We were out buying substrate for Oreos new enclosure and I didn't really plan on buying any cypress mulch while we were there but we were walking by and my mom spotted it and asked if we should get it. After looking it over it seems to be okay but i wanted to make sure, it said on the bag "100% organic cypress mulch blend". And then for the ingredients "cypress mulch with other forest products". 

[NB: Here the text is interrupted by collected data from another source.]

use crate::modules::tracker::core::data_value::{DataValue, DataValueKey};
use async_trait::async_trait;
use thiserror::Error;

#[derive(Debug, Error, Clone, PartialEq, Eq)]
pub enum ValueStoreError {
    #[error("value store unavailable: {0}")]
    Unavailable(String),
}

/// Current data value per (event, data element). `put` overwrites, `delete` of an absent key is a no-op.
#[async_trait]
pub trait ValueStore: Send + Sync {
    async fn get(&self, key: &DataValueKey) -> Result<Option<DataValue>, ValueStoreError>;
    async fn put(&self, value: DataValue) -> Result<(), ValueStoreError>;
    async fn delete(&self, key: &DataValueKey) -> Result<(), ValueStoreError>;
}
// In memory reference resolver.
//
// Purpose
// - Stand in for the metadata preheat so imports can be run without a database.

use crate::modules::tracker::core::references::{ReferenceKind, ReferenceResolver};
use serde::Deserialize;
use std::collections::HashSet;

#[derive(Debug, Clone, Default, Deserialize)]
#[serde(rename_all = "camelCase")]
pub struct MetadataCatalog {
    #[serde(default)]
    events: HashSet<String>,
    #[serde(default)]
    data_elements: HashSet<String>,
}

impl MetadataCatalog {
    pub fn new() -> Self {
        Self::default()
    }

    pub fn with_events<I, S>(mut self, events: I) -> Self
    where
        I: IntoIterator<Item = S>,
        S: Into<String>,
    {
        self.events.extend(events.into_iter().map(Into::into));
        self
    }

    pub fn with_data_elements<I, S>(mut self, data_elements: I) -> Self
    where
        I: IntoIterator<Item = S>,
        S: Into<String>,
    {
        self.data_elements
            .extend(data_elements.into_iter().map(Into::into));
        self
    }
}

impl ReferenceResolver for MetadataCatalog {
    fn resolves(&self, kind: ReferenceKind, uid: &str) -> bool {
        match kind {
            ReferenceKind::Event => self.events.contains(uid),
            ReferenceKind::DataElement => self.data_elements.contains(uid),
        }
    }
}
// Per-key async mutual exclusion.
//
// Responsibilities
// - Hand out one async mutex per key so unrelated keys never contend.
// - Drop the slot for a key once nobody holds or waits on it.

use std::collections::HashMap;
use std::hash::Hash;
use std::sync::{Arc, Mutex};
use tokio::sync::{Mutex as AsyncMutex, OwnedMutexGuard};

pub struct KeyedLocks<K>
where
    K: Eq + Hash + Clone,
{
    slots: Mutex<HashMap<K, Arc<AsyncMutex<()>>>>,
}

impl<K> Default for KeyedLocks<K>
where
    K: Eq + Hash + Clone,
{
    fn default() -> Self {
        Self {
            slots: Mutex::new(HashMap::new()),
        }
    }
}

impl<K> KeyedLocks<K>
where
    K: Eq + Hash + Clone,
{
    pub fn new() -> Self {
        Self::default()
    }

    pub async fn lock(&self, key: K) -> KeyGuard<'_, K> {
        let slot = {
            let mut slots = self.slots.lock().unwrap_or_else(|e| e.into_inner());
            slots.entry(key.clone()).or_default().clone()
        };
        let guard = slot.lock_owned().await;
        KeyGuard {
            locks: self,
            key,
            guard: Some(guard),
        }
    }

    /// Number of keys currently held or waited on.
    pub fn active(&self) -> usize {
        self.slots.lock().unwrap_or_else(|e| e.into_inner()).len()
    }

    fn release(&self, key: &K) {
        let mut slots = self.slots.lock().unwrap_or_else(|e| e.into_inner());
        // only the registry still references the slot
        if slots.get(key).is_some_and(|slot| Arc::strong_count(slot) == 1) {
            slots.remove(key);
        }
    }
}

pub struct KeyGuard<'a, K>
where
    K: Eq + Hash + Clone,
{
    locks: &'a KeyedLocks<K>,
    key: K,
    guard: Option<OwnedMutexGuard<()>>,
}

impl<K> Drop for KeyGuard<'_, K>
where
    K: Eq + Hash + Clone,
{
    fn drop(&mut self) {
        drop(self.guard.take());
        self.locks.release(&self.key);
    }
}
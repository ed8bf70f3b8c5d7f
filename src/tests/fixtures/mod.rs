// Shared test fixtures. Compiled into the crate only under cfg(test).

pub mod data_values;
pub mod payloads;

pub const PSI: &str = "D9PbzJY8bJO";
pub const DE: &str = "DATAEL00001";
pub const USER: &str = "admin";
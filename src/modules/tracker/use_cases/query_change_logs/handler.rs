// Read path into the data value change log.
//
// Responsibilities
// - Expose querying without exposing append.

use crate::modules::tracker::adapters::outbound::change_log_store::{
    ChangeLogStore, ChangeLogStoreError,
};
use crate::modules::tracker::core::change_log::{ChangeLogEntry, ChangeLogQuery};
use std::sync::Arc;
use tracing::debug;

pub struct ChangeLogQueryHandler<TChangeLog>
where
    TChangeLog: ChangeLogStore + 'static,
{
    change_log: Arc<TChangeLog>,
}

impl<TChangeLog> ChangeLogQueryHandler<TChangeLog>
where
    TChangeLog: ChangeLogStore + 'static,
{
    pub fn new(change_log: Arc<TChangeLog>) -> Self {
        Self { change_log }
    }

    pub async fn handle(&self, query: &ChangeLogQuery) -> Result<Vec<ChangeLogEntry>, ChangeLogStoreError> {
        let entries = self.change_log.query(query).await?;
        debug!(
            events = query.events.len(),
            data_elements = query.data_elements.len(),
            change_types = query.change_types.len(),
            found = entries.len(),
            "change log queried"
        );
        Ok(entries)
    }
}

I don't really know what "other forest products" could be so I'm a bit hesitant on putting it in her enclosure as I don't want to risk anything.


----------



## Gary (Jul 11, 2018)

Unless there is something I don’t know, I can’t imagine that being a problem. In fact it sounds like a lucky find. Some people will heat treat to kill any pests or parasites, but this does affect how well the mulch will retain moisture. Honestly, I think you should always mix multiple substrates together anyways. I see people having issues when they go 100% with one material rather than mixing in potting soil, moss, and other materials to their base.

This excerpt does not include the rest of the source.